Filter the records for "Redirect" and keep each line that has it.

#### Records for the task
BEGIN
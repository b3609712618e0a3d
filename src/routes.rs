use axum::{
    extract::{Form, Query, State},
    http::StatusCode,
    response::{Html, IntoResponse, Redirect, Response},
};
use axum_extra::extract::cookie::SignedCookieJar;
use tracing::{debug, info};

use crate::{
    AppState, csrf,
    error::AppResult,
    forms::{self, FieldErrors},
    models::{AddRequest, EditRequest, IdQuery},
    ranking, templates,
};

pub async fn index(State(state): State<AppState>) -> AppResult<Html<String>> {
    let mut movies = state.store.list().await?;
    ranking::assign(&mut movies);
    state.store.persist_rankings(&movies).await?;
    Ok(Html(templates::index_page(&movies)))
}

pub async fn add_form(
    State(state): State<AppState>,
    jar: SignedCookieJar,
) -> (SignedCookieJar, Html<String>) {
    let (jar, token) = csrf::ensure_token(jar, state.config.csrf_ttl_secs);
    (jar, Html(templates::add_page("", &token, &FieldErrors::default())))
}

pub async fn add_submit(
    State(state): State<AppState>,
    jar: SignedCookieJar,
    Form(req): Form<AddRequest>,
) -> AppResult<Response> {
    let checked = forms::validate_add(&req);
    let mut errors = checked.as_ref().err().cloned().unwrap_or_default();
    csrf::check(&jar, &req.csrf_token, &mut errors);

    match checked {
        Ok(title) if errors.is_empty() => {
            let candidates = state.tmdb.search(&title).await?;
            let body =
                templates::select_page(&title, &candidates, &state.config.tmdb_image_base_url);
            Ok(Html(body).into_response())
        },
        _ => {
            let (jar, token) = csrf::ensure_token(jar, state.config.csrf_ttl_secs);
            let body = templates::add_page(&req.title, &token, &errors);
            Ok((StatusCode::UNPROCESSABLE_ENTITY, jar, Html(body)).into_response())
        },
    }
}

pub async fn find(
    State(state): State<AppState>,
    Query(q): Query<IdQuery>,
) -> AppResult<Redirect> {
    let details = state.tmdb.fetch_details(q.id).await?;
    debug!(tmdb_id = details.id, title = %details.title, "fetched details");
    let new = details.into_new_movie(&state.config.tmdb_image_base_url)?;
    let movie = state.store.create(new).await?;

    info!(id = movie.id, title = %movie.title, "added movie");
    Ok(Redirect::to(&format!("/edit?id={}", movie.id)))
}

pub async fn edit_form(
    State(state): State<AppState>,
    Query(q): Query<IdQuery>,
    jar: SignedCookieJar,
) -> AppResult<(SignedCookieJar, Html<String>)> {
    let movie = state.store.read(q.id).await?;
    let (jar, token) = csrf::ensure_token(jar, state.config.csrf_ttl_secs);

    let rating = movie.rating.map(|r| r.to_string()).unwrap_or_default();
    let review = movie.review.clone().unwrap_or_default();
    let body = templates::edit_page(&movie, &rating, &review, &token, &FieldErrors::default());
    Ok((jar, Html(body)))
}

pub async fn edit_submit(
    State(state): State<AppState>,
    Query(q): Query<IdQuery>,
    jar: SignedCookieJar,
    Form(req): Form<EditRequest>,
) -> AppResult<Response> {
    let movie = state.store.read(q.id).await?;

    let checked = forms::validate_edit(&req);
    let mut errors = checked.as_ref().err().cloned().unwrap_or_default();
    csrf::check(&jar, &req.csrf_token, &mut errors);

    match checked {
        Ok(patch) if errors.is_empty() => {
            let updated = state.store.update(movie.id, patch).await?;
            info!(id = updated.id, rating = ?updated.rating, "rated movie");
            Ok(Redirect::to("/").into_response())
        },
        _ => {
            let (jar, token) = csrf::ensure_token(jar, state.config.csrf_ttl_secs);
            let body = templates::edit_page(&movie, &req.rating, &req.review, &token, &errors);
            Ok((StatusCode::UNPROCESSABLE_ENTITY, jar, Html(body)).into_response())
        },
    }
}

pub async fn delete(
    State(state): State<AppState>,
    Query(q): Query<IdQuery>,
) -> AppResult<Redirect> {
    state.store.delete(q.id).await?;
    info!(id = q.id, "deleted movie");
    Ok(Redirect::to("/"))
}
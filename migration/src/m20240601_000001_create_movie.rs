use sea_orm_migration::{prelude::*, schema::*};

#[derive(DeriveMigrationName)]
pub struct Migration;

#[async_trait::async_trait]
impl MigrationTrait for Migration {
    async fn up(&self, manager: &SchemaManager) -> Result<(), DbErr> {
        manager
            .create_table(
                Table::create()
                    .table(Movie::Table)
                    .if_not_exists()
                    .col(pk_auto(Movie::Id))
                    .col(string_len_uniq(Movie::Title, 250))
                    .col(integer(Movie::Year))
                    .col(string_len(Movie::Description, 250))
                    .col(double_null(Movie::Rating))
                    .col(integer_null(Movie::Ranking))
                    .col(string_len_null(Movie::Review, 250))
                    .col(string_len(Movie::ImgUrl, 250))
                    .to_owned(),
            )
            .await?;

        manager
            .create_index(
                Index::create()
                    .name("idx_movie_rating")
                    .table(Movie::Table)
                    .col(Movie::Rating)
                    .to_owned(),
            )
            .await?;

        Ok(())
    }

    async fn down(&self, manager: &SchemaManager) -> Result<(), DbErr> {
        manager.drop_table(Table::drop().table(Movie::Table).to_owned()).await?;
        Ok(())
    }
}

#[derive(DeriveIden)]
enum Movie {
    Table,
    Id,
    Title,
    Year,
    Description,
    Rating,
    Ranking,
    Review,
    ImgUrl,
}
END
#### Task result
    response::{Html, IntoResponse, Redirect, Response},
) -> AppResult<Redirect> {
    Ok(Redirect::to(&format!("/edit?id={}", movie.id)))
            Ok(Redirect::to("/").into_response())
) -> AppResult<Redirect> {
    Ok(Redirect::to("/"))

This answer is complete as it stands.